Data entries
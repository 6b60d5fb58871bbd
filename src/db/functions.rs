//! Custom bind functions: `::level(...)`, `::code(...)` and `::text(...)`.
//!
//! Permission and code names are resolved against a [`DescriptorIndex`]
//! built once when the service starts. Resolution is lenient: trailing dotted
//! segments are stripped from the name one at a time and looked up as inner
//! descriptors of whatever base name matches.

use crate::db::binds::FunctionArg;
use crate::error::{SqlError, SqlResult};
use crate::models::{BindBase, Value, bind::lookup_input};
use std::collections::{BTreeMap, HashMap};
use std::sync::Arc;
use tracing::{debug, warn};

/// Field holding the id of a code or code type.
pub const ID_FIELD: &str = "ID";

const LEVEL_SEPARATOR: &str = ".LEVEL_";

/// A named type known to the bind functions: a permission, code or code type.
///
/// Carries its constant fields (`ID`, `LEVEL_*`) and nested descriptors.
#[derive(Debug, Clone, PartialEq)]
pub struct Descriptor {
    qualified_name: String,
    fields: BTreeMap<String, Value>,
    inner: BTreeMap<String, Arc<Descriptor>>,
}

impl Descriptor {
    pub fn new(qualified_name: impl Into<String>) -> Self {
        Self {
            qualified_name: qualified_name.into(),
            fields: BTreeMap::new(),
            inner: BTreeMap::new(),
        }
    }

    pub fn with_field(mut self, name: impl Into<String>, value: impl Into<Value>) -> Self {
        self.fields.insert(name.into(), value.into());
        self
    }

    /// Nest `inner` under its simple name.
    pub fn with_inner(mut self, inner: Descriptor) -> Self {
        self.inner
            .insert(inner.simple_name().to_string(), Arc::new(inner));
        self
    }

    pub fn qualified_name(&self) -> &str {
        &self.qualified_name
    }

    pub fn simple_name(&self) -> &str {
        self.qualified_name
            .rsplit('.')
            .next()
            .unwrap_or(&self.qualified_name)
    }

    pub fn field(&self, name: &str) -> Option<&Value> {
        self.fields.get(name)
    }

    /// Walk a dotted path of inner descriptor names.
    pub fn inner_path(&self, path: &str) -> Option<Arc<Descriptor>> {
        let mut segments = path.split('.');
        let first = self.inner.get(segments.next()?)?.clone();
        segments.try_fold(first, |current, segment| current.inner.get(segment).cloned())
    }
}

/// Descriptors by simple and qualified name.
#[derive(Debug, Default, Clone)]
pub struct DescriptorIndex {
    by_name: HashMap<String, Vec<Arc<Descriptor>>>,
}

impl DescriptorIndex {
    pub fn new() -> Self {
        Self::default()
    }

    /// Register a descriptor under its qualified and its simple name.
    /// Candidates sharing a name are tried in registration order.
    pub fn register(&mut self, descriptor: Descriptor) {
        let descriptor = Arc::new(descriptor);
        let qualified = descriptor.qualified_name().to_string();
        let simple = descriptor.simple_name().to_string();
        self.by_name
            .entry(qualified.clone())
            .or_default()
            .push(descriptor.clone());
        if simple != qualified {
            self.by_name.entry(simple).or_default().push(descriptor);
        }
    }

    pub fn with(mut self, descriptor: Descriptor) -> Self {
        self.register(descriptor);
        self
    }

    pub fn len(&self) -> usize {
        self.by_name.len()
    }

    pub fn is_empty(&self) -> bool {
        self.by_name.is_empty()
    }

    /// Resolve `name` leniently; the first candidate that matches wins.
    pub fn resolve(&self, name: &str) -> Option<Arc<Descriptor>> {
        let name = name.trim();
        let mut base = name;
        let mut suffix: Option<String> = None;

        while !base.is_empty() {
            if let Some(candidates) = self.by_name.get(base) {
                let found = candidates.iter().find_map(|candidate| match &suffix {
                    None => Some(candidate.clone()),
                    Some(path) => candidate.inner_path(path),
                });
                if found.is_some() {
                    return found;
                }
            }
            let Some((head, segment)) = base.rsplit_once('.') else {
                break;
            };
            suffix = Some(match suffix {
                None => segment.to_string(),
                Some(path) => format!("{}.{}", segment, path),
            });
            base = head;
        }

        warn!(name = %name, "Cannot resolve descriptor name");
        None
    }
}

/// Grants permission levels for `::level(...)`.
pub trait AccessControl: Send + Sync {
    /// Level granted for `permission`, or `None` if unknown.
    fn permission_level(&self, permission: &Descriptor) -> Option<i64>;
}

/// Supplies localized texts for `::text(...)`.
pub trait TextProvider: Send + Sync {
    fn text(&self, key: &str, args: &[String]) -> Option<String>;
}

/// Evaluates a custom bind function to a bind value.
pub trait BindFunctionResolver: Send + Sync {
    fn resolve(&self, name: &str, args: &[FunctionArg], bases: &[BindBase]) -> SqlResult<Value>;
}

/// The built-in `level`, `code` and `text` functions.
#[derive(Clone, Default)]
pub struct BindFunctions {
    index: Arc<DescriptorIndex>,
    access_control: Option<Arc<dyn AccessControl>>,
    text_provider: Option<Arc<dyn TextProvider>>,
}

impl BindFunctions {
    pub fn new(index: DescriptorIndex) -> Self {
        Self {
            index: Arc::new(index),
            ..Self::default()
        }
    }

    pub fn with_access_control(mut self, access_control: Arc<dyn AccessControl>) -> Self {
        self.access_control = Some(access_control);
        self
    }

    pub fn with_text_provider(mut self, text_provider: Arc<dyn TextProvider>) -> Self {
        self.text_provider = Some(text_provider);
        self
    }

    pub fn index(&self) -> &DescriptorIndex {
        &self.index
    }

    fn single_name<'a>(function: &str, args: &'a [FunctionArg]) -> SqlResult<&'a str> {
        match args {
            [arg] => Ok(arg.text()),
            _ => Err(SqlError::illegal_argument(format!(
                "::{} expects exactly one argument, got {}",
                function,
                args.len()
            ))),
        }
    }

    fn level(&self, args: &[FunctionArg]) -> SqlResult<Value> {
        let arg = Self::single_name("level", args)?;
        let (permission_name, level_field) = match arg.find(LEVEL_SEPARATOR) {
            Some(i) => (&arg[..i], Some(&arg[i + 1..])),
            None => (arg, None),
        };
        let permission = self.index.resolve(permission_name).ok_or_else(|| {
            SqlError::illegal_argument(format!("Cannot find permission '{}'", permission_name))
        })?;

        if let Some(field) = level_field {
            return permission.field(field).cloned().ok_or_else(|| {
                SqlError::processing(format!(
                    "Permission '{}' has no level '{}'",
                    permission.qualified_name(),
                    field
                ))
            });
        }

        let access_control = self.access_control.as_ref().ok_or_else(|| {
            SqlError::processing(format!(
                "No access control available to resolve ::level({})",
                arg
            ))
        })?;
        Ok(access_control
            .permission_level(&permission)
            .map(Value::Int)
            .unwrap_or(Value::Null))
    }

    fn code(&self, args: &[FunctionArg]) -> SqlResult<Value> {
        let arg = Self::single_name("code", args)?;
        let code = self
            .index
            .resolve(arg)
            .ok_or_else(|| SqlError::processing(format!("Cannot find code '{}'", arg)))?;
        code.field(ID_FIELD).cloned().ok_or_else(|| {
            SqlError::processing(format!("Code '{}' has no {} field", arg, ID_FIELD))
        })
    }

    fn text(&self, args: &[FunctionArg], bases: &[BindBase]) -> SqlResult<Value> {
        let Some((key, rest)) = args.split_first() else {
            return Err(SqlError::illegal_argument(
                "::text expects a text key and optional arguments",
            ));
        };
        let provider = self.text_provider.as_ref().ok_or_else(|| {
            SqlError::processing(format!(
                "No text provider available to resolve ::text({})",
                key.text()
            ))
        })?;
        let key = arg_value(key, bases)?.to_string();
        let text_args = rest
            .iter()
            .map(|arg| arg_value(arg, bases).map(|v| v.to_string()))
            .collect::<SqlResult<Vec<_>>>()?;
        Ok(provider
            .text(&key, &text_args)
            .map(Value::String)
            .unwrap_or(Value::Null))
    }
}

impl BindFunctionResolver for BindFunctions {
    fn resolve(&self, name: &str, args: &[FunctionArg], bases: &[BindBase]) -> SqlResult<Value> {
        debug!(function = name, args = args.len(), "Resolving bind function");
        match name {
            "level" => self.level(args),
            "code" => self.code(args),
            "text" => self.text(args, bases),
            other => Err(SqlError::illegal_argument(format!(
                "Unknown bind function '::{}'",
                other
            ))),
        }
    }
}

/// Value of a function argument: bind lookups for `:name`, the text otherwise.
pub fn arg_value(arg: &FunctionArg, bases: &[BindBase]) -> SqlResult<Value> {
    match arg {
        FunctionArg::Bind(name) => lookup_input(bases, name)
            .ok_or_else(|| SqlError::processing(format!("Cannot find bind ':{}'", name))),
        FunctionArg::Literal(s) | FunctionArg::Name(s) => Ok(Value::String(s.clone())),
    }
}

» Task prompt
In the entries above, identify every line with the string "found".

» Solved problem
                let found = candidates.iter().find_map(|candidate| match &suffix {
                if found.is_some() {
                    return found;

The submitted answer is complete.